Yacht & Coast


Micanti markets non-toxic, anti-fouling film

March 10, 2013 by robert in Environment, Featured with 0 Comments

AMSTERDAM – Nothing gets more attached to your boat than you, except for the marine life beneath its waterline. So pay attention to a Port of Amsterdam test involving 2 service vessels: 1 treated with anti-fouling paint, the other with a non-toxic film said to keep marine organisms off the hull for years. Micanti, the Dutch maker of the adhesive film, says its goal is “to become the worldwide preferred supplier by 2015 for non-toxic anti-fouling products.

Its Thorn D brand boasts a technology developed 12 years ago at Delft University of Technology. It is an adhesive film covered by tiny, swaying fibers that prevent marine organisms to attach themselves to a hull. Micanti says the film needs no upkeep, can be pressure-cleaned and saves a bundle because its anti-fouling qualities last up to 5 years. Importantly, the film does not reduce boat speed, says Micanti founder Rik Breur. “

De Waterkampioen, a Dutch boating magazine, tested a 50 x 50 cm patch of Thorn D on a motor yacht.
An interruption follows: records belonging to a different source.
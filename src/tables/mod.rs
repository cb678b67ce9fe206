//! Table rules and table extraction.
//!
//! A [`TableRule`] names a table and gives the matchers for its start and end
//! markers plus the horizontal walk used to collect its body. Running rules
//! against a document yields a [`TableSet`]; rules whose markers are not found
//! simply produce no table.

pub mod cell;
pub mod table;

pub use cell::{Cell, CellItem};
pub use table::{detect_columns, Column, Detection, Row, Table, UndetectedToken};

use crate::config::TableConfig;
use crate::document::Document;
use crate::error::Result;
use crate::layout::boundary::{collect_section_tokens, resolve_section, Direction};
use crate::layout::scanner::Matcher;
use indexmap::IndexMap;
use serde::{Deserialize, Serialize};

/// How to find one table in a document.
#[derive(Debug)]
pub struct TableRule {
    /// Name of the table in the results
    pub label: String,
    /// Matcher for the start marker (usually part of the header row)
    pub start: Matcher,
    /// Matcher for the end marker (usually a totals line)
    pub end: Matcher,
    /// Horizontal walk used to collect the body
    pub direction: Direction,
}

impl TableRule {
    /// Create a rule from start and end text patterns.
    pub fn new(label: impl Into<String>, start: &str, end: &str) -> Result<Self> {
        Ok(Self::with_matchers(
            label,
            Matcher::text(start)?,
            Matcher::text(end)?,
        ))
    }

    /// Create a rule from arbitrary matchers.
    pub fn with_matchers(label: impl Into<String>, start: Matcher, end: Matcher) -> Self {
        Self {
            label: label.into(),
            start,
            end,
            direction: Direction::default(),
        }
    }

    /// Set the walk direction.
    pub fn with_direction(mut self, direction: Direction) -> Self {
        self.direction = direction;
        self
    }
}

/// JSON form of a [`TableRule`].
#[derive(Debug, Clone, PartialEq, Serialize, Deserialize)]
pub struct TableRuleDefinition {
    /// Name of the table
    pub label: String,
    /// Start marker pattern
    pub start: String,
    /// End marker pattern
    pub end: String,
    /// Walk direction (`LEFT_RIGHT`, `RIGHT_LEFT` or `TOTAL_WIDTH`)
    #[serde(default)]
    pub direction: Direction,
}

impl TableRuleDefinition {
    /// Compile the patterns into a rule.
    pub fn compile(&self) -> Result<TableRule> {
        let compile = |pattern: &str| {
            regex::Regex::new(pattern).map_err(|source| crate::error::Error::InvalidPattern {
                label: self.label.clone(),
                source,
            })
        };

        Ok(TableRule::with_matchers(
            self.label.clone(),
            Matcher::Text(compile(&self.start)?),
            Matcher::Text(compile(&self.end)?),
        )
        .with_direction(self.direction))
    }
}

/// Locate and build the table described by `rule`.
///
/// Returns `None` when the start or end marker is missing.
pub fn build_table(rule: &TableRule, document: &Document, config: &TableConfig) -> Option<Table> {
    let section = resolve_section(&rule.start, &rule.end, &document.grid)?;
    let tokens = collect_section_tokens(&section, rule.direction, &document.grid)
        .into_iter()
        .map(|entry| entry.token.clone())
        .collect::<Vec<_>>();

    log::debug!("table '{}': {} candidate tokens", rule.label, tokens.len());

    Some(Table::build(tokens, &document.page, config))
}

/// Tables built from a list of rules, keyed by rule label in rule order.
#[derive(Debug, Clone, Default)]
pub struct TableSet {
    tables: IndexMap<String, Table>,
    missing: Vec<String>,
}

impl TableSet {
    /// Table built for a label.
    pub fn get(&self, label: &str) -> Option<&Table> {
        self.tables.get(label)
    }

    /// Labels whose markers were not found.
    pub fn missing(&self) -> &[String] {
        &self.missing
    }

    /// Number of built tables.
    pub fn len(&self) -> usize {
        self.tables.len()
    }

    /// Whether no table was built.
    pub fn is_empty(&self) -> bool {
        self.tables.is_empty()
    }

    /// Built tables in rule order.
    pub fn iter(&self) -> impl Iterator<Item = (&str, &Table)> {
        self.tables.iter().map(|(label, table)| (label.as_str(), table))
    }
}

impl Serialize for TableSet {
    fn serialize<S: serde::Serializer>(&self, serializer: S) -> std::result::Result<S::Ok, S::Error> {
        self.tables.serialize(serializer)
    }
}

/// Run every table rule against a document.
///
/// A later rule with the same label replaces the earlier table.
pub fn build_tables(rules: &[TableRule], document: &Document, config: &TableConfig) -> TableSet {
    let mut set = TableSet::default();

    for rule in rules {
        match build_table(rule, document, config) {
            Some(table) => {
                set.tables.insert(rule.label.clone(), table);
            },
            None => {
                log::warn!("table '{}' not detected, skipping", rule.label);
                set.missing.push(rule.label.clone());
            },
        }
    }

    set
}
In “a season of non-intensive sailing,” it said, the patch collected a brown dusting that could be brushed off “so nothing much attaches to Thorn-D.” The magazine added this suggests that “this anti-fouling shakes off any growth on a fast-moving vessel.” It put the cost of Thorn-D at €40 per sq. meter.

Breur sees a big market in the shipping, offshore and aquaculture sectors _ where displacement hulls face severe corrosion and fouling _ as well as recreational boating. Micanti reports encouraging results from tests on power boats. An electric-powered Duffy in Florida (photo) had no barnacles on its hull 18 months after getting a Thorn D cover. Micanti’s commercial director, Eric Pieters:   We’ll be applying our film to a fleet of approximately fifteen work and crew vessels in the months ahead. They include boats run by towing companies in the Netherlands, the Middle East and a tug owned by the Port of Los Angeles.”

Breur says the swaying Thorn D fibers break the thread-like chains that single cell organisms make. And they prevent settlements of larger life forms, such as larvae of barnacles, tube worms, mussels and spores. Willem Spoelstra, the Port of Amsterdam’s environment and safety supervisor, says the Thorn D test on the two service vessels “will last a year. We have been given assurances that we’ll not encounter problems with the foil for at least 2 years.”